> _AIM OF THE EXERCISE_
Could you write out the data that follows, exactly and in full?

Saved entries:
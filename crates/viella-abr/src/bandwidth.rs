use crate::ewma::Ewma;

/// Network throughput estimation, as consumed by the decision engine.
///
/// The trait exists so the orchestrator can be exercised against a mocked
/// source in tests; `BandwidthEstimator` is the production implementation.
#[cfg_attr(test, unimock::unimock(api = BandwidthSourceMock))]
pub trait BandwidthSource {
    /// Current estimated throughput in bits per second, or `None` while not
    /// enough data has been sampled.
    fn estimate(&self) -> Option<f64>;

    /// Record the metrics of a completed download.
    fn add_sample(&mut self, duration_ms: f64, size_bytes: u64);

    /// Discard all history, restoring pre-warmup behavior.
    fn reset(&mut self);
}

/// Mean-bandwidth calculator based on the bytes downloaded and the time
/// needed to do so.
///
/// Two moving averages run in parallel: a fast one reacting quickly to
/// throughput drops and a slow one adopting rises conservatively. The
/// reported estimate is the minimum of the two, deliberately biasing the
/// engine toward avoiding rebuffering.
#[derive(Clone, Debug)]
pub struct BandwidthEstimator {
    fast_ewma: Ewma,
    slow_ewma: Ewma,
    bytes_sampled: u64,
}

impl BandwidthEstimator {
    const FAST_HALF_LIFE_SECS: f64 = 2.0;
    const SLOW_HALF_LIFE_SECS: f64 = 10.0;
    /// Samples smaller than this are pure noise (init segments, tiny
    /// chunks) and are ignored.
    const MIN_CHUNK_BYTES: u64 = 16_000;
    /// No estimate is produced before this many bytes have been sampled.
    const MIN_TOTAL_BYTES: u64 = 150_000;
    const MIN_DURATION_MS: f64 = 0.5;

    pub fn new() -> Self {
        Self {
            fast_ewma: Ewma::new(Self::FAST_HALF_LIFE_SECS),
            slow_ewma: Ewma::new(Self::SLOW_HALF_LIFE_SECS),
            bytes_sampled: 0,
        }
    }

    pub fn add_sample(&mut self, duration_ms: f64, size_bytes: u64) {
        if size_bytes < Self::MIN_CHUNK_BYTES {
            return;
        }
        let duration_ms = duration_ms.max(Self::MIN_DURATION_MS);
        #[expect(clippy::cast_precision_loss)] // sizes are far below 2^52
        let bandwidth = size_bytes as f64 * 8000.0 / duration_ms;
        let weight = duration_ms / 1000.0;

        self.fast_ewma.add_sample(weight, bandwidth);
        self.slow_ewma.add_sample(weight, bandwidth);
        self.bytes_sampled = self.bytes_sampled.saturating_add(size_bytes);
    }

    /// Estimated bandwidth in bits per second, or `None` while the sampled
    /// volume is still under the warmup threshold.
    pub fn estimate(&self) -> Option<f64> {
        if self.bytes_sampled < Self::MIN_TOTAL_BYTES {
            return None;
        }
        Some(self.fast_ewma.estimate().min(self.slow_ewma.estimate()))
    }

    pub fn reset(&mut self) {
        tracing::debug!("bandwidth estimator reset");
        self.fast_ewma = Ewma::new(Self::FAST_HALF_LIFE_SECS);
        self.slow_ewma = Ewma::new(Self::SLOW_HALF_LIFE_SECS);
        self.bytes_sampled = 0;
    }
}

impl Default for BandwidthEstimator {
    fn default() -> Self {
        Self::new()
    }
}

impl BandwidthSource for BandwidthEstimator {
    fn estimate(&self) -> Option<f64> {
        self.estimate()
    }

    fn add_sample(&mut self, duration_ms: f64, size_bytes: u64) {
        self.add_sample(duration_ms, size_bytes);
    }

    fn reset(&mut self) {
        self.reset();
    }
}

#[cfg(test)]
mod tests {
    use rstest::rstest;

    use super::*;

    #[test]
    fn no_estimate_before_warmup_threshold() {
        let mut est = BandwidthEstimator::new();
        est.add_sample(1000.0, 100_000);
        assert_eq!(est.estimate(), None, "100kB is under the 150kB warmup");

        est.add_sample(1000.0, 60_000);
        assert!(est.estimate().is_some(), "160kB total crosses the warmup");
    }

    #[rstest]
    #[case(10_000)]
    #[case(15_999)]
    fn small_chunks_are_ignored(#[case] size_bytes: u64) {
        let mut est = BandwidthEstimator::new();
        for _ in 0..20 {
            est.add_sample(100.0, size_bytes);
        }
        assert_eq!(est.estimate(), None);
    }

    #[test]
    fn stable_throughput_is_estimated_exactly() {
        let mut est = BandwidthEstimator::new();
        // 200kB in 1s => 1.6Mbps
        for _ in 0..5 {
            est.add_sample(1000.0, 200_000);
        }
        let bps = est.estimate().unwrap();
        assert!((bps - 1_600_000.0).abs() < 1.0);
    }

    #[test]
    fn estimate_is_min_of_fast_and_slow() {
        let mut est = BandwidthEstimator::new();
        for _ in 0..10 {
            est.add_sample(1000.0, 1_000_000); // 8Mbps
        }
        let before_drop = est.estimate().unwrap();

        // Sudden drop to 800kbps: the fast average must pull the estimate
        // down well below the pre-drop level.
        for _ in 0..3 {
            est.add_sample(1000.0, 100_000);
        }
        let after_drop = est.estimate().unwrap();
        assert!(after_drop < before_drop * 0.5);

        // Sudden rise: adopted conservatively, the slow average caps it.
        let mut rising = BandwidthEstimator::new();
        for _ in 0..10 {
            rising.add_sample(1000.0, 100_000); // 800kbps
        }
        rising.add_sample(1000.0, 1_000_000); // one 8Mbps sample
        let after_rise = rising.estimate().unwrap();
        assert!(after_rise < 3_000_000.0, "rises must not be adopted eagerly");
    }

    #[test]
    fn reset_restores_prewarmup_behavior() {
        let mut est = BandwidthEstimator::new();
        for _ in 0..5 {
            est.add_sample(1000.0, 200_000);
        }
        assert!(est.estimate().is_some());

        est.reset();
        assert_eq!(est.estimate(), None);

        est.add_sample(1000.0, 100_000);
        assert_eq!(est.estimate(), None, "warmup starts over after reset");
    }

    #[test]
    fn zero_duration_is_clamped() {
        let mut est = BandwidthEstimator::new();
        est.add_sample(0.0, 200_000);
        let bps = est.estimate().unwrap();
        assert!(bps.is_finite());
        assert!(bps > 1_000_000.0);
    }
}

> _SOLVED EXERCISE_
filename crates/viella-abr/src/bandwidth.rs
use crate::ewma::Ewma;

/// Network throughput estimation, as consumed by the decision engine.
///
/// The trait exists so the orchestrator can be exercised against a mocked
/// source in tests; `BandwidthEstimator` is the production implementation.
#[cfg_attr(test, unimock::unimock(api = BandwidthSourceMock))]
pub trait BandwidthSource {
    /// Current estimated throughput in bits per second, or `None` while not
    /// enough data has been sampled.
    fn estimate(&self) -> Option<f64>;

    /// Record the metrics of a completed download.
    fn add_sample(&mut self, duration_ms: f64, size_bytes: u64);

    /// Discard all history, restoring pre-warmup behavior.
    fn reset(&mut self);
}

/// Mean-bandwidth calculator based on the bytes downloaded and the time
/// needed to do so.
///
/// Two moving averages run in parallel: a fast one reacting quickly to
/// throughput drops and a slow one adopting rises conservatively. The
/// reported estimate is the minimum of the two, deliberately biasing the
/// engine toward avoiding rebuffering.
#[derive(Clone, Debug)]
pub struct BandwidthEstimator {
    fast_ewma: Ewma,
    slow_ewma: Ewma,
    bytes_sampled: u64,
}

impl BandwidthEstimator {
    const FAST_HALF_LIFE_SECS: f64 = 2.0;
    const SLOW_HALF_LIFE_SECS: f64 = 10.0;
    /// Samples smaller than this are pure noise (init segments, tiny
    /// chunks) and are ignored.
    const MIN_CHUNK_BYTES: u64 = 16_000;
    /// No estimate is produced before this many bytes have been sampled.
    const MIN_TOTAL_BYTES: u64 = 150_000;
    const MIN_DURATION_MS: f64 = 0.5;

    pub fn new() -> Self {
        Self {
            fast_ewma: Ewma::new(Self::FAST_HALF_LIFE_SECS),
            slow_ewma: Ewma::new(Self::SLOW_HALF_LIFE_SECS),
            bytes_sampled: 0,
        }
    }

    pub fn add_sample(&mut self, duration_ms: f64, size_bytes: u64) {
        if size_bytes < Self::MIN_CHUNK_BYTES {
            return;
        }
        let duration_ms = duration_ms.max(Self::MIN_DURATION_MS);
        #[expect(clippy::cast_precision_loss)] // sizes are far below 2^52
        let bandwidth = size_bytes as f64 * 8000.0 / duration_ms;
        let weight = duration_ms / 1000.0;

        self.fast_ewma.add_sample(weight, bandwidth);
        self.slow_ewma.add_sample(weight, bandwidth);
        self.bytes_sampled = self.bytes_sampled.saturating_add(size_bytes);
    }

    /// Estimated bandwidth in bits per second, or `None` while the sampled
    /// volume is still under the warmup threshold.
    pub fn estimate(&self) -> Option<f64> {
        if self.bytes_sampled < Self::MIN_TOTAL_BYTES {
            return None;
        }
        Some(self.fast_ewma.estimate().min(self.slow_ewma.estimate()))
    }

    pub fn reset(&mut self) {
        tracing::debug!("bandwidth estimator reset");
        self.fast_ewma = Ewma::new(Self::FAST_HALF_LIFE_SECS);
        self.slow_ewma = Ewma::new(Self::SLOW_HALF_LIFE_SECS);
        self.bytes_sampled = 0;
    }
}

impl Default for BandwidthEstimator {
    fn default() -> Self {
        Self::new()
    }
}

impl BandwidthSource for BandwidthEstimator {
    fn estimate(&self) -> Option<f64> {
        self.estimate()
    }

    fn add_sample(&mut self, duration_ms: f64, size_bytes: u64) {
        self.add_sample(duration_ms, size_bytes);
    }

    fn reset(&mut self) {
        self.reset();
    }
}

#[cfg(test)]
mod tests {
    use rstest::rstest;

    use super::*;

    #[test]
    fn no_estimate_before_warmup_threshold() {
        let mut est = BandwidthEstimator::new();
        est.add_sample(1000.0, 100_000);
        assert_eq!(est.estimate(), None, "100kB is under the 150kB warmup");

        est.add_sample(1000.0, 60_000);
        assert!(est.estimate().is_some(), "160kB total crosses the warmup");
    }

    #[rstest]
    #[case(10_000)]
    #[case(15_999)]
    fn small_chunks_are_ignored(#[case] size_bytes: u64) {
        let mut est = BandwidthEstimator::new();
        for _ in 0..20 {
            est.add_sample(100.0, size_bytes);
        }
        assert_eq!(est.estimate(), None);
    }

    #[test]
    fn stable_throughput_is_estimated_exactly() {
        let mut est = BandwidthEstimator::new();
        // 200kB in 1s => 1.6Mbps
        for _ in 0..5 {
            est.add_sample(1000.0, 200_000);
        }
        let bps = est.estimate().unwrap();
        assert!((bps - 1_600_000.0).abs() < 1.0);
    }

    #[test]
    fn estimate_is_min_of_fast_and_slow() {
        let mut est = BandwidthEstimator::new();
        for _ in 0..10 {
            est.add_sample(1000.0, 1_000_000); // 8Mbps
        }
        let before_drop = est.estimate().unwrap();

        // Sudden drop to 800kbps: the fast average must pull the estimate
        // down well below the pre-drop level.
        for _ in 0..3 {
            est.add_sample(1000.0, 100_000);
        }
        let after_drop = est.estimate().unwrap();
        assert!(after_drop < before_drop * 0.5);

        // Sudden rise: adopted conservatively, the slow average caps it.
        let mut rising = BandwidthEstimator::new();
        for _ in 0..10 {
            rising.add_sample(1000.0, 100_000); // 800kbps
        }
        rising.add_sample(1000.0, 1_000_000); // one 8Mbps sample
        let after_rise = rising.estimate().unwrap();
        assert!(after_rise < 3_000_000.0, "rises must not be adopted eagerly");
    }

    #[test]
    fn reset_restores_prewarmup_behavior() {
        let mut est = BandwidthEstimator::new();
        for _ in 0..5 {
            est.add_sample(1000.0, 200_000);
        }
        assert!(est.estimate().is_some());

        est.reset();
        assert_eq!(est.estimate(), None);

        est.add_sample(1000.0, 100_000);
        assert_eq!(est.estimate(), None, "warmup starts over after reset");
    }

    #[test]
    fn zero_duration_is_clamped() {
        let mut est = BandwidthEstimator::new();
        est.add_sample(0.0, 200_000);
        let bps = est.estimate().unwrap();
        assert!(bps.is_finite());
        assert!(bps > 1_000_000.0);
    }
}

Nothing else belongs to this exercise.